If your business relies on insights from reviews, comments or other aggregated data, chances are that you are tempted to engage in a little (or a lot of) web scraping. Web scraping is essentially conducting automatic data extraction from one website, for use by a different party. It’s sometimes referred to as “web harvesting” or “web data extraction”. The scraped information offers a snapshot of who and what users like, dislike, where there is a dense user population and where users are scarce, among many other types of data points.

 

Many websites that act as platforms for users to express their preferences, especially those which require a user to create an account, and operate through that account (Yelp, TripAdvisor, Facebook, and LinkedIn, to name a few) do not permit scraping of their websites. They’ll include clauses in their terms of use or terms of service that forbid robots or other automated bots from extracting data from their site’s pages.

 

Scraping calls to the fore several legal and ethical issues that you may be confronted with if you are hoping to leverage insights gained through scraped aggregated data. The most common areas of risk and exposure are:

 

  • COPYRIGHT: aside from the “fair use” standards as it relates to the use of scraped data, there are issues of more traditional notions of copyright that exist in photos, videos and other visual data.

 

  • TRADEMARK: logos, brand names, company names, taglines, certain sounds – these can all be subject to trademark protection, so you should take care to display those properly, without alteration or infringement.

 

  • COMPUTER FRAUD AND ABUSE ACT: Private business or personal information that you may share could open you up to claims under the Computer Fraud and Abuse Act. Invest in protocols that avoid and mitigate damage of data breaches as much as possible. Compliance with international privacy regulations through your privacy policy and terms of service, and certifying authorities (e.g. Trust-e) are effective tools to bolster your privacy practices, and help to shield you from liability arising from having collected scraped data.

 

web-scraping

Try to avoid scraping if you can – the law is treacherous and for every issue, courts have gone on either side of the coin, and in some instances, split the difference down the middle too!! There have been several high profile cases against scrapers initiated by the likes of eBay and Facebook, and although the law is still very much grey, web scraping could open you up to potential civil and criminal claims. The outcome of several key cases and current terms of service suggest the following “best practices”:

 

 

  • Web scraping of publicly available personal information is still open to interpretation and should be avoided if possible.

 

  • A content creator’s content/data/information is often copyright protected.
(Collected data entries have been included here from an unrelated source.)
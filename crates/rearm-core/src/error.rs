use thiserror::Error;

/// Top-level error type for the Rearm system.
///
/// Subsystem crates define their own error types and implement
/// `From<RearmError>` so that storage and configuration failures travel
/// through `?` without manual wrapping.
#[derive(Debug, Error)]
#[non_exhaustive]
pub enum RearmError {
    #[error("Configuration error: {0}")]
    Config(String),

    #[error("Storage error: {0}")]
    Storage(String),

    #[error("Queue error: {0}")]
    Queue(String),

    #[error("API error: {0}")]
    Api(String),

    #[error("I/O error: {0}")]
    Io(#[from] std::io::Error),

    #[error("Serialization error: {0}")]
    Serialization(String),

    #[error("Shutdown in progress")]
    ShuttingDown,
}

impl From<toml::de::Error> for RearmError {
    fn from(err: toml::de::Error) -> Self {
        RearmError::Config(err.to_string())
    }
}

impl From<toml::ser::Error> for RearmError {
    fn from(err: toml::ser::Error) -> Self {
        RearmError::Config(err.to_string())
    }
}

impl From<serde_json::Error> for RearmError {
    fn from(err: serde_json::Error) -> Self {
        RearmError::Serialization(err.to_string())
    }
}

/// A specialized `Result` type for Rearm operations.
pub type Result<T> = std::result::Result<T, RearmError>;

#[cfg(test)]
mod tests {
    use super::*;

    #[test]
    fn test_error_display() {
        let cases: Vec<(RearmError, &str)> = vec![
            (
                RearmError::Config("bad key".to_string()),
                "Configuration error: bad key",
            ),
            (
                RearmError::Storage("disk full".to_string()),
                "Storage error: disk full",
            ),
            (
                RearmError::Queue("receipt expired".to_string()),
                "Queue error: receipt expired",
            ),
            (RearmError::Api("bind".to_string()), "API error: bind"),
            (
                RearmError::Serialization("invalid json".to_string()),
                "Serialization error: invalid json",
            ),
            (RearmError::ShuttingDown, "Shutdown in progress"),
        ];

        for (error, expected) in cases {
            assert_eq!(error.to_string(), expected);
        }
    }

    #[test]
    fn test_io_error_conversion() {
        let io_err = std::io::Error::new(std::io::ErrorKind::NotFound, "file not found");
        let err: RearmError = io_err.into();
        assert!(matches!(err, RearmError::Io(_)));
        assert!(err.to_string().starts_with("I/O error:"));
    }

    #[test]
    fn test_error_from_toml_de() {
        let err: std::result::Result<toml::Value, _> = toml::from_str("invalid = [[[");
        let err: RearmError = err.unwrap_err().into();
        assert!(matches!(err, RearmError::Config(_)));
    }

    #[test]
    fn test_error_from_serde_json() {
        let err: std::result::Result<serde_json::Value, _> = serde_json::from_str("{ nope }");
        let err: RearmError = err.unwrap_err().into();
        assert!(matches!(err, RearmError::Serialization(_)));
    }

    #[test]
    fn test_result_type_with_question_mark() {
        fn inner() -> Result<String> {
            let io_result: std::result::Result<i32, std::io::Error> = Ok(42);
            let value = io_result?;
            Ok(value.to_string())
        }

        assert_eq!(inner().unwrap(), "42");
    }
}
While facts cannot be protected by copyright, and this is a well-established tenet of copyright law, scraping opens the scraper to copyright infringement because facts arranged in a particular manner are copyrightable, and protected information. Scrapers may want to manipulate any scraped information as much as possible, to avoid copyright infringement claims.

 

  • In copyright law, “fair use” permits third parties to use copyright protected works in limited ways. The more analytics performed on the scraped data, the more the scraped material tends towards fair use. The more “excerpting” performed on scraped data (i.e. not really changing anything, but just using snippets of data as is) the more likely you are to open yourself up to copyright infringement. Creating your own classifications and fields of information will generally mean playing around with scraped data, and organizing it in a different way than what you received from a robot will push your use of information towards the “transformative“, allowing you to create a stronger claim of “fair use” of information under copyright law.

 

  • Scraping data, even when allowed, should not burden the originating site’s functionality.

 

  • Use information provided freely through the API of each platform you’re trying to get data from. Using information from the API does not fall under “scraping” prohibitions outlined in the platforms’ terms, with various limitations and restrictions. Instead, you are free to use the information provided through the APIs of each platform in a manner consistent with any terms attached to the API itself.